What to do
This task calls for copying every line of the records that includes the word "Posting".

Record set

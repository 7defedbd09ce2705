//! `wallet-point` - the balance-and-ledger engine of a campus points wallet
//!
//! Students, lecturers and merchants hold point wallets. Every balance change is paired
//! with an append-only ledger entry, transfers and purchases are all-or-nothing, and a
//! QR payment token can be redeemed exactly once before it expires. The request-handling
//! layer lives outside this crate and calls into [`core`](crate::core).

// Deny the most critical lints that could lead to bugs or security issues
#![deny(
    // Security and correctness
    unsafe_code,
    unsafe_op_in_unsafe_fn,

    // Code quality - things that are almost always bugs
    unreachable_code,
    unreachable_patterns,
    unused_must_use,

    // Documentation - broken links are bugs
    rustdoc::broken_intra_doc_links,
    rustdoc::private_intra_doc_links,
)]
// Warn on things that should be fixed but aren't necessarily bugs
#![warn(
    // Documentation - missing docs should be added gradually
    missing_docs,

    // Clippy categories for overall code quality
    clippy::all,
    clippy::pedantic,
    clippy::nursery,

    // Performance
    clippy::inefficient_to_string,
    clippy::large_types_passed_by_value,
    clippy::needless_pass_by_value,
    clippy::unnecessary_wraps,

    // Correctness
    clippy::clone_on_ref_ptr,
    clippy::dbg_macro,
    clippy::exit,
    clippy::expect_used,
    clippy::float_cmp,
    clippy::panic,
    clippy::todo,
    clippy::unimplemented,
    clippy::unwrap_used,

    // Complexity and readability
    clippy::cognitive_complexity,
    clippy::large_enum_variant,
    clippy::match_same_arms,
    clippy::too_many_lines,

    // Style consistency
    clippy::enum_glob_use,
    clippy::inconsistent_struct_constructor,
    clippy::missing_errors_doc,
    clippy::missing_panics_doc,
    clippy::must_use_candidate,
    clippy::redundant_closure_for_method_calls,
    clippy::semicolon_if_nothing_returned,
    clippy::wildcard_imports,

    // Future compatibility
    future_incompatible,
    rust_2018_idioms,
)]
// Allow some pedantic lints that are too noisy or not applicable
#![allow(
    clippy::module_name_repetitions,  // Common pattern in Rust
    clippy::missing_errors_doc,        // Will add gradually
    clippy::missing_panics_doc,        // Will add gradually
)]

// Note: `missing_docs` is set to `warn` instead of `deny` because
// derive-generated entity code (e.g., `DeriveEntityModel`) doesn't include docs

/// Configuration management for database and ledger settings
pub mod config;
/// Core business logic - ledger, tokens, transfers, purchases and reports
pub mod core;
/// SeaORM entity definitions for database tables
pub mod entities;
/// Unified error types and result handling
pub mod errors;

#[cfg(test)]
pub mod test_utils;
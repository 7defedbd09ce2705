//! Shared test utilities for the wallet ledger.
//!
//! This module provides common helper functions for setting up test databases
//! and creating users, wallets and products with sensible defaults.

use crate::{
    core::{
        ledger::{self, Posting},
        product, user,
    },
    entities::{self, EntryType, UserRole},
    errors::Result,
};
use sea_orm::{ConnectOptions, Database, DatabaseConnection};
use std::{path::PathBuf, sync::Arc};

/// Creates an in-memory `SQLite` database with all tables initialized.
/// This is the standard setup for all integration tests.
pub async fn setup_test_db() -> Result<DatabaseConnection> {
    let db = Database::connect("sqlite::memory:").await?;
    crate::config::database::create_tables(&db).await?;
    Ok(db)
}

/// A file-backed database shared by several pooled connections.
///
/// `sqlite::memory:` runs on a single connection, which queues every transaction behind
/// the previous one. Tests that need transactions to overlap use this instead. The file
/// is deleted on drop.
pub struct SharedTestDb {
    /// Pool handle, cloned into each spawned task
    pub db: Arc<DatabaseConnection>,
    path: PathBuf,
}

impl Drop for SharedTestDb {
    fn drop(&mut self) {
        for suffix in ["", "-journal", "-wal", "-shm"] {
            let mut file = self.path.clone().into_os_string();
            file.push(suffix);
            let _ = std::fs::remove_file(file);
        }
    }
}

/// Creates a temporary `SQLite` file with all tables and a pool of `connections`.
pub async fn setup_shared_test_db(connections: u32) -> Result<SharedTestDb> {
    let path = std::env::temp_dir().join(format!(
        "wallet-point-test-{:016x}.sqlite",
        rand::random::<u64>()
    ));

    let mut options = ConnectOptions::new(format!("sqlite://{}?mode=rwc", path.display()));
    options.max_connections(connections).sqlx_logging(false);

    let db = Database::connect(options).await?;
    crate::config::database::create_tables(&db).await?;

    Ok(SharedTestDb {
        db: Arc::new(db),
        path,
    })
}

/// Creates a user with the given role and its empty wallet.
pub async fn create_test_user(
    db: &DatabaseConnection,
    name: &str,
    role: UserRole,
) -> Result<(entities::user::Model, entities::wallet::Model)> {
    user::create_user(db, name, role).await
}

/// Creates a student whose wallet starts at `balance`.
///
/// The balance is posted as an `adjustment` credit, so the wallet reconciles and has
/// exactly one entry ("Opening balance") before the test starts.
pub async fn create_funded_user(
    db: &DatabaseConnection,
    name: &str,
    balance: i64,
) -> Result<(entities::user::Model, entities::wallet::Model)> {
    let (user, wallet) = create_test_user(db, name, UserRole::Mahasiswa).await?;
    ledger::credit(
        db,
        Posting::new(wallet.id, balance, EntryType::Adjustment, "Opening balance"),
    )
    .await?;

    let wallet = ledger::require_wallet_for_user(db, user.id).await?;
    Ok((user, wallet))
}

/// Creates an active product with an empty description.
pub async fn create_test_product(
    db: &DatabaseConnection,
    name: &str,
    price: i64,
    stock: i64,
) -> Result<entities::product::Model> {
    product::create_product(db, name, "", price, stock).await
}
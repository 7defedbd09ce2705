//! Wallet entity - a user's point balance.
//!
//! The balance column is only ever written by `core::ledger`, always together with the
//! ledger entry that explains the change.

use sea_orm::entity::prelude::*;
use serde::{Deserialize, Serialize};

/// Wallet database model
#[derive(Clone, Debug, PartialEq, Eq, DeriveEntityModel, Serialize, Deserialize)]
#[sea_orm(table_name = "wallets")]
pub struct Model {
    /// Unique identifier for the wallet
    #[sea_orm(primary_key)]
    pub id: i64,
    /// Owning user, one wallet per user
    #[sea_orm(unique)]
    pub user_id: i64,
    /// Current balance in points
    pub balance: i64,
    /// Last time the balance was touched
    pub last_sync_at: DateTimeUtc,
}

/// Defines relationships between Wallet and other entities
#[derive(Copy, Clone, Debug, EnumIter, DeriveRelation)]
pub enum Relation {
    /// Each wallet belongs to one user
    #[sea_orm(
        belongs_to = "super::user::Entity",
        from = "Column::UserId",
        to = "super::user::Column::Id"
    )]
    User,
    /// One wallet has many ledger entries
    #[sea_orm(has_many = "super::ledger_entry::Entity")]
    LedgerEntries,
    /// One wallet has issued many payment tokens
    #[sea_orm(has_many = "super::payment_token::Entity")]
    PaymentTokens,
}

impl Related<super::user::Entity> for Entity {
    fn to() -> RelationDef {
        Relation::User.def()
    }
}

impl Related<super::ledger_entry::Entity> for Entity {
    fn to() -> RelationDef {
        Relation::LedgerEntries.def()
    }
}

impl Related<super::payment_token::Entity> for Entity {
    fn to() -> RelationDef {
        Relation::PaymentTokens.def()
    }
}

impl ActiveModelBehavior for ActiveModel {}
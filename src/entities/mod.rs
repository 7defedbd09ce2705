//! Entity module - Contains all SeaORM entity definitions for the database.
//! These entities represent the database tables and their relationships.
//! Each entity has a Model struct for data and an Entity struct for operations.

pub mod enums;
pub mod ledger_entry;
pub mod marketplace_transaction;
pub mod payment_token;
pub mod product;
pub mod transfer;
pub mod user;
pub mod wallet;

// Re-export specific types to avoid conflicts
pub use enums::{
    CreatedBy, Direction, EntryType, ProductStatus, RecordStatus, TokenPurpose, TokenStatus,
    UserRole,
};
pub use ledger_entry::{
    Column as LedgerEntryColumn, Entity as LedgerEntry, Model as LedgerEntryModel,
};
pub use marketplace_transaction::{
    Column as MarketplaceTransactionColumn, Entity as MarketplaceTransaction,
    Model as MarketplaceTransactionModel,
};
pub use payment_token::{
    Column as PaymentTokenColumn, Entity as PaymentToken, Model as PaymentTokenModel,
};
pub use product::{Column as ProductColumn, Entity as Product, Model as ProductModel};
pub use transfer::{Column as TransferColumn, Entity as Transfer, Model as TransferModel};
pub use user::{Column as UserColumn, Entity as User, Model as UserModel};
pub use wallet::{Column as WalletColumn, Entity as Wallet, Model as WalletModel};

Task output
        ledger::{self, Posting},
        Posting::new(wallet.id, balance, EntryType::Adjustment, "Opening balance"),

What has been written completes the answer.